> _TASK_
A line below contains "U: Clone + PartialEq", and a later one contains "detaches.push(source.observe(enclose!((target, link) move". Repeat both, with every line between them, exactly.

> _DATA EXTRACT_

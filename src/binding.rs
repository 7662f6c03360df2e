//! Links between watchables and UI-facing accessors.
//!
//! A binding pushes the source's current value into its target right away,
//! then again after every source change. Two-way bindings also write user
//! edits reported by the target back into the source.

use std::cell::{Cell, RefCell};
use std::fmt::Debug;
use std::rc::Rc;

use enclose::enclose;
use smallvec::SmallVec;

use crate::bag::Detach;
use crate::list::{Change, WatchList};
use crate::watch::Watch;

/// Something a bound value is written into, typically a widget property.
pub trait Target<U> {
	fn set(&self, value: U);

	/// Registers `observer` for changes the user makes on the target side.
	/// Targets that cannot be edited keep the default and return `None`.
	fn observe(&self, _observer: Rc<dyn Fn(&U)>) -> Option<Detach> {
		None
	}
}

impl<U> Target<U> for Watch<U>
where
	U: Clone + 'static,
{
	fn set(&self, value: U) {
		Watch::set(self, value)
	}

	fn observe(&self, observer: Rc<dyn Fn(&U)>) -> Option<Detach> {
		Some(Watch::observe(self, move |new, _| observer(new)))
	}
}

impl<U, G> Target<U> for Rc<G>
where
	G: Target<U> + ?Sized,
{
	fn set(&self, value: U) {
		(**self).set(value)
	}

	fn observe(&self, observer: Rc<dyn Fn(&U)>) -> Option<Detach> {
		(**self).observe(observer)
	}
}

/// Conversion between a source value and what the target displays.
pub struct Template<T, U> {
	to_target: Rc<dyn Fn(&T) -> U>,
	to_source: Option<Rc<dyn Fn(&U) -> T>>,
}

impl<T, U> Clone for Template<T, U> {
	fn clone(&self) -> Self {
		Self {
			to_target: self.to_target.clone(),
			to_source: self.to_source.clone(),
		}
	}
}

impl<T: 'static, U: 'static> Template<T, U> {
	pub fn one_way(to_target: impl Fn(&T) -> U + 'static) -> Self {
		Template {
			to_target: Rc::new(to_target),
			to_source: None,
		}
	}

	pub fn two_way(
		to_target: impl Fn(&T) -> U + 'static,
		to_source: impl Fn(&U) -> T + 'static,
	) -> Self {
		Template {
			to_target: Rc::new(to_target),
			to_source: Some(Rc::new(to_source)),
		}
	}

	pub fn is_two_way(&self) -> bool {
		self.to_source.is_some()
	}
}

impl<T: Clone + 'static> Template<T, T> {
	pub fn identity() -> Self {
		Template::two_way(T::clone, T::clone)
	}
}

/// A live link. Disposing it, explicitly or by dropping it, detaches every
/// observer it registered.
#[must_use = "dropping a Binding disposes it"]
pub struct Binding {
	detaches: RefCell<SmallVec<[Detach; 2]>>,
}

impl Binding {
	fn new(detaches: SmallVec<[Detach; 2]>) -> Self {
		Binding {
			detaches: RefCell::new(detaches),
		}
	}

	pub fn is_active(&self) -> bool {
		!self.detaches.borrow().is_empty()
	}

	/// Returns `false` if the binding was already disposed.
	pub fn dispose(&self) -> bool {
		let detaches = std::mem::take(&mut *self.detaches.borrow_mut());
		if detaches.is_empty() {
			return false;
		}

		for detach in &detaches {
			detach.detach();
		}

		tracing::trace!(observers = detaches.len(), "binding: disposed");
		true
	}
}

impl Drop for Binding {
	fn drop(&mut self) {
		self.dispose();
	}
}

impl Debug for Binding {
	fn fmt(&self, f: &mut std::fmt::Formatter<'_>) -> std::fmt::Result {
		f.debug_struct("Binding")
			.field("active", &self.is_active())
			.finish()
	}
}

#[derive(Clone, Copy, PartialEq, Eq, Debug)]
enum Flow {
	Idle,
	ToTarget,
	ToSource,
}

struct Link<U> {
	flow: Cell<Flow>,
	// Last value the target reported, to recognise its own echo.
	reported: RefCell<Option<U>>,
}

impl<U> Link<U> {
	fn enter(&self, flow: Flow) -> Entered<'_> {
		Entered {
			prev: self.flow.replace(flow),
			flow: &self.flow,
		}
	}

	fn push(&self, target: &impl Target<U>, value: U) {
		let _entered = self.enter(Flow::ToTarget);
		target.set(value);
	}
}

/// Puts the previous direction back, also when a template or target panics.
struct Entered<'a> {
	flow: &'a Cell<Flow>,
	prev: Flow,
}

impl<'a> Drop for Entered<'a> {
	fn drop(&mut self) {
		self.flow.set(self.prev);
	}
}

/// Binds with the identity template.
pub fn bind<T, G>(target: G, source: &Watch<T>) -> Binding
where
	T: Clone + PartialEq + 'static,
	G: Target<T> + 'static,
{
	bind_with(target, source, Template::identity())
}

pub fn bind_with<T, U, G>(target: G, source: &Watch<T>, template: Template<T, U>) -> Binding
where
	T: Clone + 'static,
	U: Clone + PartialEq + 'static,
	G: Target<U> + 'static,
{
	let target = Rc::new(target);
	let link = Rc::new(Link {
		flow: Cell::new(Flow::Idle),
		reported: RefCell::new(None),
	});
	let to_target = template.to_target;

	link.push(&target, source.with(|value| to_target(value)));

	let mut detaches = SmallVec::new();

	detaches.push(source.observe(enclose!((target, link) move |new: &T, _: &T| {
		let value = to_target(new);
		if link.flow.get() == Flow::ToSource && link.reported.borrow().as_ref() == Some(&value) {
			tracing::trace!("binding: skipped echo of a target write");
			return;
		}
		link.push(&target, value);
	})));

	if let Some(to_source) = template.to_source {
		let source = source.clone();
		let observer: Rc<dyn Fn(&U)> = Rc::new(enclose!((link) move |value: &U| {
			if link.flow.get() == Flow::ToTarget {
				return;
			}

			*link.reported.borrow_mut() = Some(value.clone());
			let _entered = link.enter(Flow::ToSource);
			source.set(to_source(value));
		}));

		if let Some(detach) = target.observe(observer) {
			detaches.push(detach);
		}
	}

	Binding::new(detaches)
}

/// A list-shaped target, such as the children of a container widget.
pub trait ListTarget<U> {
	fn insert(&self, position: usize, item: U);
	fn remove(&self, position: usize);
	fn replace(&self, position: usize, item: U);
	fn relocate(&self, from: usize, to: usize);
}

impl<U> ListTarget<U> for WatchList<U>
where
	U: Clone + 'static,
{
	fn insert(&self, position: usize, item: U) {
		if let Err(error) = WatchList::insert(self, item, Some(position)) {
			tracing::warn!(%error, "list target: insert out of sync");
		}
	}

	fn remove(&self, position: usize) {
		if let Err(error) = self.remove_at(position) {
			tracing::warn!(%error, "list target: remove out of sync");
		}
	}

	fn replace(&self, position: usize, item: U) {
		let result = match self.id_at(position) {
			Some(id) => self.update_by_id(id, item).map(|_| ()),
			None => Err(crate::Error::OutOfRange {
				position,
				len: self.len(),
			}),
		};
		if let Err(error) = result {
			tracing::warn!(%error, "list target: replace out of sync");
		}
	}

	fn relocate(&self, from: usize, to: usize) {
		let result = match self.id_at(from) {
			Some(id) => self.move_by_id(id, to),
			None => Err(crate::Error::OutOfRange {
				position: from,
				len: self.len(),
			}),
		};
		if let Err(error) = result {
			tracing::warn!(%error, "list target: move out of sync");
		}
	}
}

impl<U, G> ListTarget<U> for Rc<G>
where
	G: ListTarget<U> + ?Sized,
{
	fn insert(&self, position: usize, item: U) {
		(**self).insert(position, item)
	}

	fn remove(&self, position: usize) {
		(**self).remove(position)
	}

	fn replace(&self, position: usize, item: U) {
		(**self).replace(position, item)
	}

	fn relocate(&self, from: usize, to: usize) {
		(**self).relocate(from, to)
	}
}

/// Renders `source` into an initially empty `target`, one patch per change.
pub fn bind_list<T, U, G>(
	target: G,
	source: &WatchList<T>,
	template: impl Fn(&T) -> U + 'static,
) -> Binding
where
	T: Clone + 'static,
	G: ListTarget<U> + 'static,
{
	for (position, (_, item)) in source.iter().enumerate() {
		target.insert(position, template(&item));
	}

	let detach = source.observe(move |change| match change {
		Change::Insert { position, item, .. } => target.insert(*position, template(item)),
		Change::Remove { position, .. } => target.remove(*position),
		Change::Update { position, new, .. } => target.replace(*position, template(new)),
		Change::Move { from, to, .. } => target.relocate(*from, *to),
	});

	Binding::new(smallvec::smallvec![detach])
}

> _FINISHED TASK_
	U: Clone + PartialEq + 'static,
	G: Target<U> + 'static,
{
	let target = Rc::new(target);
	let link = Rc::new(Link {
		flow: Cell::new(Flow::Idle),
		reported: RefCell::new(None),
	});
	let to_target = template.to_target;

	link.push(&target, source.with(|value| to_target(value)));

	let mut detaches = SmallVec::new();

	detaches.push(source.observe(enclose!((target, link) move |new: &T, _: &T| {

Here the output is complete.